Copy every line of the records below that holds the word "GlobalEventOrder".

◆ ◆ ◆ ◆

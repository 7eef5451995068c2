//! Integration tests for durable subscriptions.
//!
//! Skip unless `PGBEAT_TEST_DATABASE_URL` is set. Events come from the
//! harness's in-memory polling store; durability of the resume point is
//! exercised against the real `durable_subscription_resume_points` table.


use std::sync::atomic::{AtomicUsize, Ordering};
use std::sync::{Arc, Mutex as StdMutex};
use std::time::Duration;

use async_trait::async_trait;
use serial_test::serial;
use sqlx::PgPool;

use harness::{connect_test_database, test_event, wait_until, InMemoryEventStore};
use pgbeat::{
    AggregateType, BatchedEventHandler, BatchedSubscription, DurableSubscriptionRepository,
    EventStoreSubscription, GlobalEventOrder, PersistedEvent,
    PostgresDurableSubscriptionRepository, RetryBackoff, SubscriberId, SubscriptionConfig,
};

async fn cleanup(pool: &PgPool) {
    sqlx::query("DROP TABLE IF EXISTS durable_subscription_resume_points")
        .execute(pool)
        .await
        .expect("drop resume point table");
}

struct CollectingHandler {
    orders: StdMutex<Vec<i64>>,
    resets: AtomicUsize,
}

impl CollectingHandler {
    fn new() -> Arc<Self> {
        Arc::new(Self {
            orders: StdMutex::new(Vec::new()),
            resets: AtomicUsize::new(0),
        })
    }

    fn orders(&self) -> Vec<i64> {
        self.orders.lock().unwrap().clone()
    }
}

#[async_trait]
impl BatchedEventHandler for CollectingHandler {
    async fn handle_batch(&self, events: &[PersistedEvent]) -> anyhow::Result<()> {
        self.orders
            .lock()
            .unwrap()
            .extend(events.iter().map(|event| event.global_order.value()));
        Ok(())
    }

    async fn on_reset_from(&self, _order: GlobalEventOrder) -> anyhow::Result<()> {
        self.resets.fetch_add(1, Ordering::SeqCst);
        Ok(())
    }
}

fn quick_config() -> SubscriptionConfig {
    SubscriptionConfig {
        max_batch_size: 10,
        max_latency: Duration::from_millis(25),
        poll_batch_size: 25,
        poll_interval: Duration::from_millis(10),
        retry: RetryBackoff::no_retry(),
    }
}

async fn persisted_order(pool: &PgPool, subscriber_id: &str) -> Option<i64> {
    sqlx::query_scalar(
        r#"
        SELECT resume_from_and_including_global_order
        FROM durable_subscription_resume_points
        WHERE subscriber_id = $1
        "#,
    )
    .bind(subscriber_id)
    .fetch_optional(pool)
    .await
    .expect("read resume point")
}

#[tokio::test]
#[serial]
async fn resume_point_repository_creates_once_and_updates_on_save() {
    let Some(pool) = connect_test_database().await else {
        return;
    };
    cleanup(&pool).await;

    let repository = PostgresDurableSubscriptionRepository::new(pool.clone());
    repository.ensure_table().await.expect("ensure table");

    let subscriber = SubscriberId::new("repo-test");
    let aggregate = AggregateType::new("Orders");

    let created = repository
        .get_or_create_resume_point(&subscriber, &aggregate, GlobalEventOrder(10))
        .await
        .expect("create resume point");
    assert_eq!(created.resume_from_and_including, GlobalEventOrder(10));

    // A later initial order does not disturb the existing row.
    let fetched = repository
        .get_or_create_resume_point(&subscriber, &aggregate, GlobalEventOrder(999))
        .await
        .expect("fetch resume point");
    assert_eq!(fetched.resume_from_and_including, GlobalEventOrder(10));

    let mut updated = fetched;
    updated.resume_from_and_including = GlobalEventOrder(42);
    repository
        .save_resume_point(&updated)
        .await
        .expect("save resume point");
    assert_eq!(persisted_order(&pool, "repo-test").await, Some(42));
}

#[tokio::test]
#[serial]
async fn subscription_resumes_and_resets_against_durable_storage() {
    let Some(pool) = connect_test_database().await else {
        return;
    };
    cleanup(&pool).await;

    let repository = Arc::new(PostgresDurableSubscriptionRepository::new(pool.clone()));
    repository.ensure_table().await.expect("ensure table");

    let (store, events) = InMemoryEventStore::new();
    let handler = CollectingHandler::new();
    let subscription = BatchedSubscription::new(
        Arc::new(store),
        Arc::clone(&repository) as Arc<dyn DurableSubscriptionRepository>,
        AggregateType::new("Orders"),
        SubscriberId::new("durable-projector"),
        GlobalEventOrder::FIRST,
        quick_config(),
        Arc::clone(&handler) as Arc<dyn BatchedEventHandler>,
    );

    // Deliver 1..=50, stop: persisted resume point is 51.
    events.lock().unwrap().extend((1..=50).map(test_event));
    subscription.start().await.expect("start subscription");
    {
        let handler = Arc::clone(&handler);
        wait_until(Duration::from_secs(10), move || {
            handler.orders().len() == 50
        })
        .await;
    }
    subscription.stop().await;
    assert_eq!(persisted_order(&pool, "durable-projector").await, Some(51));

    // Restart: nothing re-delivered; new events 51..=60 flow.
    subscription.start().await.expect("restart subscription");
    events.lock().unwrap().extend((51..=60).map(test_event));
    {
        let handler = Arc::clone(&handler);
        wait_until(Duration::from_secs(10), move || {
            handler.orders().len() == 60
        })
        .await;
    }
    assert_eq!(handler.orders(), (1..=60).collect::<Vec<_>>());

    // Reset to 25: handler notified, 25..=60 re-delivered.
    subscription
        .reset_from(GlobalEventOrder(25), Box::new(|_| {}))
        .await
        .expect("reset subscription");
    assert_eq!(persisted_order(&pool, "durable-projector").await, Some(25));
    assert_eq!(handler.resets.load(Ordering::SeqCst), 1);
    {
        let handler = Arc::clone(&handler);
        wait_until(Duration::from_secs(10), move || {
            handler.orders().len() == 96
        })
        .await;
    }
    assert_eq!(&handler.orders()[60..], (25..=60).collect::<Vec<_>>().as_slice());

    subscription.stop().await;
    assert_eq!(persisted_order(&pool, "durable-projector").await, Some(61));
}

◆ ◆ ◆ ◆

*TASK OUTPUT*
    EventStoreSubscription, GlobalEventOrder, PersistedEvent,
    async fn on_reset_from(&self, _order: GlobalEventOrder) -> anyhow::Result<()> {
        .get_or_create_resume_point(&subscriber, &aggregate, GlobalEventOrder(10))
    assert_eq!(created.resume_from_and_including, GlobalEventOrder(10));
        .get_or_create_resume_point(&subscriber, &aggregate, GlobalEventOrder(999))
    assert_eq!(fetched.resume_from_and_including, GlobalEventOrder(10));
    updated.resume_from_and_including = GlobalEventOrder(42);
        GlobalEventOrder::FIRST,
        .reset_from(GlobalEventOrder(25), Box::new(|_| {}))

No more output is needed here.